After the necessary data cleaning, we get the following data frames for our study:

經過必要的數據清潔后，我們將獲得以下數據框用于研究：

List of boroughs in the city of London.倫敦市的自治市列表。 List of districts in the city of Paris (Districts 1–4 are combined as 1).巴黎市的地區清單(區1-4合并為1)。

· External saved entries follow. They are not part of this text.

use crate::analysis::aggregate::latest_observation;
use crate::analysis::alerts::{
    digest_due, evaluate_alert, summarize_moves, weekly_baseline, AlertKind, AlertPriority,
    RankMove,
};
use crate::commands::db::{
    get_db_connection, insert_alert_history, insert_rankings, last_alert_sent_at,
    load_alert_rules, load_keyword, load_rankings,
};
use crate::commands::settings::load_effective_settings;
use crate::models::alert::{AlertHistoryEntry, AlertRule};
use crate::models::dashboard::IngestReport;
use crate::models::keyword::Keyword;
use crate::models::ranking::RankObservation;
use chrono::{DateTime, FixedOffset};
use rusqlite::Connection;
use std::collections::hash_map::Entry;
use std::collections::HashMap;

/// An active keyword touched by the batch, with its full history afterwards.
struct Touched {
    keyword: Keyword,
    previous: Option<u32>,
    history: Vec<RankObservation>,
}

/// Append observations produced by the rank collector and queue any alerts
/// the movement triggers. The whole batch is written in one transaction.
///
/// Paused keywords still get their observations stored but never alert.
pub async fn record_rankings(
    workspace_path: String,
    observations: Vec<RankObservation>,
) -> Result<IngestReport, String> {
    record_rankings_internal(&workspace_path, observations)
}

pub fn record_rankings_internal(
    workspace_path: &str,
    observations: Vec<RankObservation>,
) -> Result<IngestReport, String> {
    if observations.is_empty() {
        return Ok(IngestReport::default());
    }
    if let Some(invalid) = observations.iter().find(|o| o.rank == 0) {
        return Err(format!(
            "Rank must be at least 1 (keyword {})",
            invalid.keyword_id
        ));
    }

    let settings = load_effective_settings(workspace_path)?;
    let conn = get_db_connection(workspace_path).map_err(|e| format!("DB error: {e}"))?;
    let tx = conn
        .unchecked_transaction()
        .map_err(|e| format!("DB error: {e}"))?;

    let local_now = settings.local_now();
    let now = local_now.timestamp();
    let mut report = IngestReport::default();
    let mut rules_by_app: HashMap<String, Vec<AlertRule>> = HashMap::new();
    let mut touched: Vec<Touched> = Vec::new();

    for (keyword_id, batch) in group_by_keyword(observations) {
        let keyword = load_keyword(&tx, &keyword_id)
            .map_err(|e| format!("Read error: {e}"))?
            .ok_or(format!("Keyword not found: {keyword_id}"))?;

        let mut history = load_rankings(&tx, &keyword_id).map_err(|e| format!("Read error: {e}"))?;
        let previous = latest_observation(&history).map(|o| o.rank);

        insert_rankings(&tx, &batch).map_err(|e| format!("Insert error: {e}"))?;
        report.inserted += batch.len();
        history.extend(batch);

        if !settings.notifications_enabled {
            continue;
        }
        if !keyword.is_active {
            log::debug!("keyword {} is paused, skipping alerts", keyword.keyword);
            continue;
        }
        let Some(current) = latest_observation(&history).map(|o| o.rank) else {
            continue;
        };

        let rules = match rules_by_app.entry(keyword.app_id.clone()) {
            Entry::Occupied(entry) => entry.into_mut(),
            Entry::Vacant(entry) => entry.insert(
                load_alert_rules(&tx, &keyword.app_id).map_err(|e| format!("Read error: {e}"))?,
            ),
        };

        for rule in rules.iter() {
            if let Some(event) = evaluate_alert(rule, &keyword.id, &keyword.keyword, previous, current) {
                log::debug!("{} alert for {}: {}", event.kind.as_str(), keyword.keyword, event.message);
                report.alerts_queued += queue_alert(
                    &tx,
                    rule,
                    Some(event.keyword_id.as_str()),
                    &event.message,
                    event.priority,
                    now,
                )?;
            }
        }

        touched.push(Touched {
            keyword,
            previous,
            history,
        });
    }

    report.alerts_queued += queue_digests(&tx, &rules_by_app, &touched, local_now)?;

    tx.commit().map_err(|e| format!("Commit error: {e}"))?;

    log::info!(
        "recorded {} observations, queued {} alerts",
        report.inserted,
        report.alerts_queued
    );
    Ok(report)
}

/// Queue one digest per due summary rule of every app the batch touched.
fn queue_digests(
    conn: &Connection,
    rules_by_app: &HashMap<String, Vec<AlertRule>>,
    touched: &[Touched],
    local_now: DateTime<FixedOffset>,
) -> Result<usize, String> {
    let mut app_order: Vec<&str> = Vec::new();
    for entry in touched {
        if !app_order.contains(&entry.keyword.app_id.as_str()) {
            app_order.push(&entry.keyword.app_id);
        }
    }

    let mut queued = 0;
    for app_id in app_order {
        let Some(rules) = rules_by_app.get(app_id) else {
            continue;
        };

        for rule in rules.iter().filter(|rule| rule.is_active) {
            let Some(kind) = AlertKind::parse(&rule.alert_type).filter(|kind| kind.is_digest()) else {
                continue;
            };
            let last_sent = last_alert_sent_at(conn, &rule.id).map_err(|e| format!("Read error: {e}"))?;
            if !digest_due(kind, last_sent, local_now) {
                continue;
            }

            let moves: Vec<RankMove> = touched
                .iter()
                .filter(|entry| entry.keyword.app_id == app_id)
                .filter(|entry| {
                    rule.keyword_id
                        .as_deref()
                        .map_or(true, |scoped| scoped == entry.keyword.id)
                })
                .filter_map(|entry| digest_move(kind, entry))
                .collect();

            if let Some(digest) = summarize_moves(kind, &moves) {
                log::debug!("{} digest for app {app_id} covers {} keywords", kind.as_str(), moves.len());
                queued += queue_alert(conn, rule, None, &digest.message, digest.priority, local_now.timestamp())?;
            }
        }
    }

    Ok(queued)
}

fn digest_move(kind: AlertKind, entry: &Touched) -> Option<RankMove> {
    let current = latest_observation(&entry.history)?.rank;
    let previous = match kind {
        AlertKind::WeeklyReport => weekly_baseline(&entry.history).map(|o| o.rank),
        _ => entry.previous,
    }?;

    Some(RankMove {
        keyword_id: entry.keyword.id.clone(),
        keyword: entry.keyword.keyword.clone(),
        previous_rank: previous,
        current_rank: current,
    })
}

/// Split a batch per keyword, keeping first-seen keyword order and assigning
/// ids to observations that arrive without one.
fn group_by_keyword(observations: Vec<RankObservation>) -> Vec<(String, Vec<RankObservation>)> {
    let mut groups: Vec<(String, Vec<RankObservation>)> = Vec::new();
    let mut index: HashMap<String, usize> = HashMap::new();

    for mut observation in observations {
        if observation.id.trim().is_empty() {
            observation.id = uuid::Uuid::new_v4().to_string();
        }
        let slot = *index.entry(observation.keyword_id.clone()).or_insert_with(|| {
            groups.push((observation.keyword_id.clone(), Vec::new()));
            groups.len() - 1
        });
        groups[slot].1.push(observation);
    }

    groups
}

fn queue_alert(
    conn: &Connection,
    rule: &AlertRule,
    keyword_id: Option<&str>,
    message: &str,
    priority: AlertPriority,
    sent_at: i64,
) -> Result<usize, String> {
    let mut channels = Vec::new();
    if rule.telegram_enabled {
        channels.push("telegram");
    }
    if rule.email_enabled {
        channels.push("email");
    }
    if rule.webhook_enabled {
        if rule.webhook_url.as_deref().is_some_and(|url| !url.trim().is_empty()) {
            channels.push("webhook");
        } else {
            log::warn!("alert {} has webhooks enabled but no webhook_url", rule.id);
        }
    }

    for channel in &channels {
        insert_alert_history(
            conn,
            &AlertHistoryEntry {
                id: uuid::Uuid::new_v4().to_string(),
                alert_id: Some(rule.id.clone()),
                keyword_id: keyword_id.map(str::to_string),
                channel: channel.to_string(),
                message: message.to_string(),
                status: "pending".to_string(),
                priority: priority.as_str().to_string(),
                error_message: None,
                sent_at,
            },
        )
        .map_err(|e| format!("Insert error: {e}"))?;
    }

    Ok(channels.len())
}
fn apply_migration_1(conn: &Connection) -> Result<()> {
    conn.execute_batch(
        "
        CREATE TABLE IF NOT EXISTS apps (
            id TEXT PRIMARY KEY,
            name TEXT NOT NULL,
            bundle_id TEXT NOT NULL,
            platform TEXT NOT NULL CHECK(platform IN ('ios', 'android')),
            country TEXT NOT NULL DEFAULT 'us',
            category TEXT,
            app_store_url TEXT,
            icon_url TEXT,
            is_active INTEGER NOT NULL DEFAULT 1,
            created_at INTEGER NOT NULL,
            updated_at INTEGER NOT NULL
        );

        CREATE TABLE IF NOT EXISTS keywords (
            id TEXT PRIMARY KEY,
            app_id TEXT NOT NULL REFERENCES apps(id) ON DELETE CASCADE,
            keyword TEXT NOT NULL,
            volume INTEGER CHECK(volume IS NULL OR volume >= 0),
            difficulty INTEGER CHECK(difficulty IS NULL OR difficulty BETWEEN 0 AND 100),
            is_active INTEGER NOT NULL DEFAULT 1,
            notes TEXT,
            created_at INTEGER NOT NULL,
            updated_at INTEGER NOT NULL
        );

        CREATE TABLE IF NOT EXISTS rankings (
            id TEXT PRIMARY KEY,
            keyword_id TEXT NOT NULL REFERENCES keywords(id) ON DELETE CASCADE,
            rank INTEGER NOT NULL CHECK(rank >= 1),
            tracked_at INTEGER NOT NULL,
            created_at INTEGER NOT NULL
        );

        CREATE TABLE IF NOT EXISTS alerts (
            id TEXT PRIMARY KEY,
            app_id TEXT NOT NULL REFERENCES apps(id) ON DELETE CASCADE,
            keyword_id TEXT REFERENCES keywords(id) ON DELETE CASCADE,
            alert_type TEXT NOT NULL CHECK(alert_type IN ('rank_drop', 'rank_gain', 'new_top10', 'lost_top10', 'new_top50', 'lost_top50', 'daily_summary', 'weekly_report')),
            threshold INTEGER,
            telegram_enabled INTEGER NOT NULL DEFAULT 1,
            email_enabled INTEGER NOT NULL DEFAULT 0,
            webhook_enabled INTEGER NOT NULL DEFAULT 0,
            webhook_url TEXT,
            is_active INTEGER NOT NULL DEFAULT 1,
            created_at INTEGER NOT NULL,
            updated_at INTEGER NOT NULL
        );

        CREATE TABLE IF NOT EXISTS alert_history (
            id TEXT PRIMARY KEY,
            alert_id TEXT REFERENCES alerts(id) ON DELETE SET NULL,
            keyword_id TEXT REFERENCES keywords(id) ON DELETE SET NULL,
            channel TEXT NOT NULL CHECK(channel IN ('telegram', 'email', 'webhook')),
            message TEXT NOT NULL,
            status TEXT NOT NULL DEFAULT 'pending' CHECK(status IN ('pending', 'sent', 'failed')),
            error_message TEXT,
            sent_at INTEGER NOT NULL
        );
        ",
    )
}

Foursquare location data: Foursquare is a social location service that allows users to explore the world around them. Foursquare API provides location based experiences with diverse information about venues, users, photos, and check-ins. We took advantage of Foursquare data to extract venue based information for all of the neighbourhoods under study. The call to the API returns a JSON file and we need to turn that into a data-frame. The location data was then used to find the top and unique venues in each of the neighbourhoods. I decided to pick 100 most popular spots in each neighbourhood within a radius of 1 km.

Foursquare位置數據： Foursquare是一種社交位置服務，允許用戶探索周圍的世界。 Foursquare API提供基于位置的體驗，其中包含有關場所，用戶，照片和簽到的各種信息。我們利用Foursquare數據為正在研究的所有街區提取基于場所的信息。對該API的調用會返回一個JSON文件，我們需要將其轉換為數據幀。然后使用位置數據查找每個街區中最重要的地點。我決定在方圓1公里以內的每個社區中挑選100個最受歡迎的景點。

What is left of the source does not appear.